──────── Material provided
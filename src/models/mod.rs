pub mod common;
pub mod datasets;
pub mod errors;
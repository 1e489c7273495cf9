use alloy_primitives::{Address, B64, B256, Bloom, Bytes, U256};
use serde::{Deserialize, Serialize};

use crate::models::datasets::transactions::RpcTransactionData;
use crate::utils::decimal::u256_decimal;

////////////////////////////////////// RPC Data ////////////////////////////////////////
/////////////////////// eth_getBlockByHash / eth_getBlockByNumber //////////////////////
#[derive(Debug, Clone, PartialEq)]
pub struct RpcHeaderData {
    pub block_number: u64,
    pub block_hash: B256,
    pub parent_hash: B256,
    pub logs_bloom: Bloom,
    pub timestamp: u64,
    pub nonce: Option<B64>,
    pub beneficiary: Address,
    pub size: u64,
    pub gas_used: u64,
    pub gas_limit: u64,
    pub base_fee_per_gas: Option<u64>,
    pub extra_data: Bytes,
    pub state_root: B256,
}

/// A block fetched with full transaction objects, in block order
#[derive(Debug, Clone, PartialEq)]
pub struct RpcBlockData {
    pub header: RpcHeaderData,
    pub transactions: Vec<RpcTransactionData>,
}

/////////////////////////////////// Persisted Records ///////////////////////////////////

/// One document per block number in the `header` collection
#[derive(Debug, Clone, PartialEq, Serialize, Deserialize)]
#[serde(rename_all = "camelCase")]
pub struct Header {
    pub block_number: u64,
    pub parent_hash: String,
    pub bloom: Bloom,
    #[serde(rename = "timestamp")]
    pub time: String,
    pub nonce: String,
}

/// One document per block number in the `block` collection.
///
/// `transactions` lists the hashes that were durably upserted before this
/// record was written, in block order.
#[derive(Debug, Clone, PartialEq, Serialize, Deserialize)]
#[serde(rename_all = "camelCase")]
pub struct Block {
    pub block_number: u64,
    pub fee_recipient: String,
    pub block_size: u64,
    pub gas_used: u64,
    pub gas_limit: u64,
    #[serde(with = "u256_decimal")]
    pub base_fee_per_gas: U256,
    #[serde(with = "u256_decimal")]
    pub burnt_fees: U256,
    pub extra_data: String,
    pub block_hash: String,
    pub state_root: String,
    pub transactions: Vec<String>,
}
────────────────
What the task asks » Write out the records. Leave nothing out and change nothing.

Expected answer »
filename src/models/mod.rs
pub mod common;
pub mod datasets;
pub mod errors;
repository 1e489c7273495cf9
use alloy_primitives::{Address, B64, B256, Bloom, Bytes, U256};
use serde::{Deserialize, Serialize};

use crate::models::datasets::transactions::RpcTransactionData;
use crate::utils::decimal::u256_decimal;

////////////////////////////////////// RPC Data ////////////////////////////////////////
/////////////////////// eth_getBlockByHash / eth_getBlockByNumber //////////////////////
#[derive(Debug, Clone, PartialEq)]
pub struct RpcHeaderData {
    pub block_number: u64,
    pub block_hash: B256,
    pub parent_hash: B256,
    pub logs_bloom: Bloom,
    pub timestamp: u64,
    pub nonce: Option<B64>,
    pub beneficiary: Address,
    pub size: u64,
    pub gas_used: u64,
    pub gas_limit: u64,
    pub base_fee_per_gas: Option<u64>,
    pub extra_data: Bytes,
    pub state_root: B256,
}

/// A block fetched with full transaction objects, in block order
#[derive(Debug, Clone, PartialEq)]
pub struct RpcBlockData {
    pub header: RpcHeaderData,
    pub transactions: Vec<RpcTransactionData>,
}

/////////////////////////////////// Persisted Records ///////////////////////////////////

/// One document per block number in the `header` collection
#[derive(Debug, Clone, PartialEq, Serialize, Deserialize)]
#[serde(rename_all = "camelCase")]
pub struct Header {
    pub block_number: u64,
    pub parent_hash: String,
    pub bloom: Bloom,
    #[serde(rename = "timestamp")]
    pub time: String,
    pub nonce: String,
}

/// One document per block number in the `block` collection.
///
/// `transactions` lists the hashes that were durably upserted before this
/// record was written, in block order.
#[derive(Debug, Clone, PartialEq, Serialize, Deserialize)]
#[serde(rename_all = "camelCase")]
pub struct Block {
    pub block_number: u64,
    pub fee_recipient: String,
    pub block_size: u64,
    pub gas_used: u64,
    pub gas_limit: u64,
    #[serde(with = "u256_decimal")]
    pub base_fee_per_gas: U256,
    #[serde(with = "u256_decimal")]
    pub burnt_fees: U256,
    pub extra_data: String,
    pub block_hash: String,
    pub state_root: String,
    pub transactions: Vec<String>,
}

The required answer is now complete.